*Try it*
The answer must consist of the records, repeated exactly.
START Materials provided
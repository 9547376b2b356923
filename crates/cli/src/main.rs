//! LC-3b pipeline simulator CLI.
//!
//! This binary loads a microcode image and one or more programs and then either:
//! 1. **Interactive shell:** Reads `go`, `run n`, `mdump`, `rdump`, `pdump`, `idump`,
//!    `cdump`, `stats`, `?` and `quit` commands from standard input.
//! 2. **Batch run:** With `--go`, runs to completion, prints the final state and exits.
//!
//! Every dump is echoed to the dump file (`dumpsim` by default) as well as the terminal.

use std::fmt::Display;
use std::fs::File;
use std::io::{self, BufRead, Write};
use std::path::PathBuf;
use std::process;

use clap::Parser;
use tracing_subscriber::EnvFilter;

use lc3b_pipe_core::config::Config;
use lc3b_pipe_core::sim::Simulator;

#[derive(Parser, Debug)]
#[command(
    name = "lc3b-sim",
    author,
    version,
    about = "Cycle-accurate LC-3b pipeline simulator",
    long_about = "Load a micro-code image and one or more programs, then drive the pipeline from an interactive shell.\n\nExamples:\n  lc3b-sim ucode/lc3b.ucode prog.hex\n  lc3b-sim --go ucode/lc3b.ucode prog.hex vectors.hex"
)]
struct Cli {
    /// Micro-code image, one 23-bit row per line.
    ucode: PathBuf,

    /// Program files: a start byte address followed by hex words.
    #[arg(required = true)]
    programs: Vec<PathBuf>,

    /// JSON configuration file.
    #[arg(short, long)]
    config: Option<PathBuf>,

    /// File every dump is also written to.
    #[arg(long, default_value = "dumpsim")]
    dump_file: PathBuf,

    /// Run to completion without the interactive shell.
    #[arg(long)]
    go: bool,

    /// Log loader progress and halt detection.
    #[arg(short, long)]
    verbose: bool,
}

fn main() {
    let cli = Cli::parse();

    let config = match cli.config.as_ref().map(Config::from_file).transpose() {
        Ok(config) => config.unwrap_or_default(),
        Err(e) => fatal(&e),
    };
    init_logging(&config, cli.verbose);

    let mut sim = match Simulator::initialize(&config, &cli.ucode, &cli.programs) {
        Ok(sim) => sim,
        Err(e) => fatal(&e),
    };
    let mut dump = match File::create(&cli.dump_file) {
        Ok(file) => file,
        Err(e) => fatal(&format!(
            "cannot open dump file `{}`: {e}",
            cli.dump_file.display()
        )),
    };

    if cli.go {
        let _ = sim.run_to_halt();
        emit(&mut dump, sim.dump_registers());
        sim.stats.print();
        return;
    }

    println!("\nLC-3b Pipeline Simulator\n");
    let stdin = io::stdin();
    let mut lines = stdin.lock().lines();
    loop {
        print!("LC-3b-SIM> ");
        let _ = io::stdout().flush();
        let Some(Ok(line)) = lines.next() else {
            break;
        };
        if !execute(&mut sim, &mut dump, &line) {
            break;
        }
    }
    println!("Bye.");
}

/// Runs one shell command; returns `false` when the shell should exit.
fn execute(sim: &mut Simulator, dump: &mut File, line: &str) -> bool {
    let mut words = line.split_whitespace();
    let Some(command) = words.next() else {
        return true;
    };
    let args: Vec<&str> = words.collect();

    match command.to_ascii_lowercase().as_str() {
        "g" | "go" => {
            let cycles = sim.run_to_halt();
            println!("Simulated {cycles} cycles.\n");
        }
        "r" | "run" => match args.first().and_then(|n| n.parse::<u64>().ok()) {
            Some(n) => {
                let cycles = sim.run(n);
                println!("Simulated {cycles} cycles.\n");
            }
            None => println!("Usage: run <cycles>"),
        },
        "m" | "mdump" => match (
            args.first().and_then(|n| parse_number(n)),
            args.get(1).and_then(|n| parse_number(n)),
        ) {
            (Some(start), Some(stop)) => match sim.dump_memory_range(start, stop) {
                Ok(mem) => emit(dump, mem),
                Err(e) => println!("Error: {e}"),
            },
            _ => println!("Usage: mdump <low> <high>"),
        },
        "rd" | "rdump" => emit(dump, sim.dump_registers()),
        "p" | "pdump" => emit(dump, sim.dump_pipeline_latches()),
        "i" | "idump" => emit(dump, sim.timing_diagram()),
        "c" | "cdump" => emit(dump, sim.dump_control_store()),
        "s" | "stats" => sim.stats.print(),
        "?" | "help" => help(),
        "q" | "quit" => return false,
        _ => println!("Invalid Command"),
    }
    true
}

fn help() {
    println!("----------------LC-3b-SIM Help-----------------------");
    println!("go               -  run program to completion");
    println!("run n            -  execute program for n cycles");
    println!("mdump low high   -  dump memory from low to high");
    println!("rdump            -  dump the architectural state");
    println!("pdump            -  dump the pipeline latches");
    println!("idump            -  dump the pipeline timing diagram");
    println!("cdump            -  dump the control store");
    println!("stats            -  print performance statistics");
    println!("?                -  display this help menu");
    println!("quit             -  exit the program\n");
}

/// Parses a decimal or `0x`/`x`-prefixed hexadecimal number.
fn parse_number(text: &str) -> Option<u16> {
    let hex = text
        .strip_prefix("0x")
        .or_else(|| text.strip_prefix("0X"))
        .or_else(|| text.strip_prefix('x'))
        .or_else(|| text.strip_prefix('X'));
    match hex {
        Some(digits) => u16::from_str_radix(digits, 16).ok(),
        None => text.parse().ok(),
    }
}

/// Prints a dump and appends it to the dump file.
fn emit(dump: &mut File, item: impl Display) {
    let text = item.to_string();
    println!("{text}");
    if let Err(e) = writeln!(dump, "{text}").and_then(|()| dump.flush()) {
        tracing::warn!(%e, "failed to write dump file");
    }
}

fn init_logging(config: &Config, verbose: bool) {
    let default = if config.general.trace_instructions {
        "trace"
    } else if verbose {
        "debug"
    } else {
        "info"
    };
    let filter = EnvFilter::try_from_default_env().unwrap_or_else(|_| EnvFilter::new(default));
    tracing_subscriber::fmt()
        .with_env_filter(filter)
        .with_target(false)
        .with_writer(io::stderr)
        .init();
}

fn fatal(error: &dyn Display) -> ! {
    eprintln!("\n[!] FATAL: {error}");
    process::exit(1);
}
END Materials provided
*Completed task*
repository 9547376b2b356923
filename crates/cli/src/main.rs
//! LC-3b pipeline simulator CLI.
//!
//! This binary loads a microcode image and one or more programs and then either:
//! 1. **Interactive shell:** Reads `go`, `run n`, `mdump`, `rdump`, `pdump`, `idump`,
//!    `cdump`, `stats`, `?` and `quit` commands from standard input.
//! 2. **Batch run:** With `--go`, runs to completion, prints the final state and exits.
//!
//! Every dump is echoed to the dump file (`dumpsim` by default) as well as the terminal.

use std::fmt::Display;
use std::fs::File;
use std::io::{self, BufRead, Write};
use std::path::PathBuf;
use std::process;

use clap::Parser;
use tracing_subscriber::EnvFilter;

use lc3b_pipe_core::config::Config;
use lc3b_pipe_core::sim::Simulator;

#[derive(Parser, Debug)]
#[command(
    name = "lc3b-sim",
    author,
    version,
    about = "Cycle-accurate LC-3b pipeline simulator",
    long_about = "Load a micro-code image and one or more programs, then drive the pipeline from an interactive shell.\n\nExamples:\n  lc3b-sim ucode/lc3b.ucode prog.hex\n  lc3b-sim --go ucode/lc3b.ucode prog.hex vectors.hex"
)]
struct Cli {
    /// Micro-code image, one 23-bit row per line.
    ucode: PathBuf,

    /// Program files: a start byte address followed by hex words.
    #[arg(required = true)]
    programs: Vec<PathBuf>,

    /// JSON configuration file.
    #[arg(short, long)]
    config: Option<PathBuf>,

    /// File every dump is also written to.
    #[arg(long, default_value = "dumpsim")]
    dump_file: PathBuf,

    /// Run to completion without the interactive shell.
    #[arg(long)]
    go: bool,

    /// Log loader progress and halt detection.
    #[arg(short, long)]
    verbose: bool,
}

fn main() {
    let cli = Cli::parse();

    let config = match cli.config.as_ref().map(Config::from_file).transpose() {
        Ok(config) => config.unwrap_or_default(),
        Err(e) => fatal(&e),
    };
    init_logging(&config, cli.verbose);

    let mut sim = match Simulator::initialize(&config, &cli.ucode, &cli.programs) {
        Ok(sim) => sim,
        Err(e) => fatal(&e),
    };
    let mut dump = match File::create(&cli.dump_file) {
        Ok(file) => file,
        Err(e) => fatal(&format!(
            "cannot open dump file `{}`: {e}",
            cli.dump_file.display()
        )),
    };

    if cli.go {
        let _ = sim.run_to_halt();
        emit(&mut dump, sim.dump_registers());
        sim.stats.print();
        return;
    }

    println!("\nLC-3b Pipeline Simulator\n");
    let stdin = io::stdin();
    let mut lines = stdin.lock().lines();
    loop {
        print!("LC-3b-SIM> ");
        let _ = io::stdout().flush();
        let Some(Ok(line)) = lines.next() else {
            break;
        };
        if !execute(&mut sim, &mut dump, &line) {
            break;
        }
    }
    println!("Bye.");
}

/// Runs one shell command; returns `false` when the shell should exit.
fn execute(sim: &mut Simulator, dump: &mut File, line: &str) -> bool {
    let mut words = line.split_whitespace();
    let Some(command) = words.next() else {
        return true;
    };
    let args: Vec<&str> = words.collect();

    match command.to_ascii_lowercase().as_str() {
        "g" | "go" => {
            let cycles = sim.run_to_halt();
            println!("Simulated {cycles} cycles.\n");
        }
        "r" | "run" => match args.first().and_then(|n| n.parse::<u64>().ok()) {
            Some(n) => {
                let cycles = sim.run(n);
                println!("Simulated {cycles} cycles.\n");
            }
            None => println!("Usage: run <cycles>"),
        },
        "m" | "mdump" => match (
            args.first().and_then(|n| parse_number(n)),
            args.get(1).and_then(|n| parse_number(n)),
        ) {
            (Some(start), Some(stop)) => match sim.dump_memory_range(start, stop) {
                Ok(mem) => emit(dump, mem),
                Err(e) => println!("Error: {e}"),
            },
            _ => println!("Usage: mdump <low> <high>"),
        },
        "rd" | "rdump" => emit(dump, sim.dump_registers()),
        "p" | "pdump" => emit(dump, sim.dump_pipeline_latches()),
        "i" | "idump" => emit(dump, sim.timing_diagram()),
        "c" | "cdump" => emit(dump, sim.dump_control_store()),
        "s" | "stats" => sim.stats.print(),
        "?" | "help" => help(),
        "q" | "quit" => return false,
        _ => println!("Invalid Command"),
    }
    true
}

fn help() {
    println!("----------------LC-3b-SIM Help-----------------------");
    println!("go               -  run program to completion");
    println!("run n            -  execute program for n cycles");
    println!("mdump low high   -  dump memory from low to high");
    println!("rdump            -  dump the architectural state");
    println!("pdump            -  dump the pipeline latches");
    println!("idump            -  dump the pipeline timing diagram");
    println!("cdump            -  dump the control store");
    println!("stats            -  print performance statistics");
    println!("?                -  display this help menu");
    println!("quit             -  exit the program\n");
}

/// Parses a decimal or `0x`/`x`-prefixed hexadecimal number.
fn parse_number(text: &str) -> Option<u16> {
    let hex = text
        .strip_prefix("0x")
        .or_else(|| text.strip_prefix("0X"))
        .or_else(|| text.strip_prefix('x'))
        .or_else(|| text.strip_prefix('X'));
    match hex {
        Some(digits) => u16::from_str_radix(digits, 16).ok(),
        None => text.parse().ok(),
    }
}

/// Prints a dump and appends it to the dump file.
fn emit(dump: &mut File, item: impl Display) {
    let text = item.to_string();
    println!("{text}");
    if let Err(e) = writeln!(dump, "{text}").and_then(|()| dump.flush()) {
        tracing::warn!(%e, "failed to write dump file");
    }
}

fn init_logging(config: &Config, verbose: bool) {
    let default = if config.general.trace_instructions {
        "trace"
    } else if verbose {
        "debug"
    } else {
        "info"
    };
    let filter = EnvFilter::try_from_default_env().unwrap_or_else(|_| EnvFilter::new(default));
    tracing_subscriber::fmt()
        .with_env_filter(filter)
        .with_target(false)
        .with_writer(io::stderr)
        .init();
}

fn fatal(error: &dyn Display) -> ! {
    eprintln!("\n[!] FATAL: {error}");
    process::exit(1);
}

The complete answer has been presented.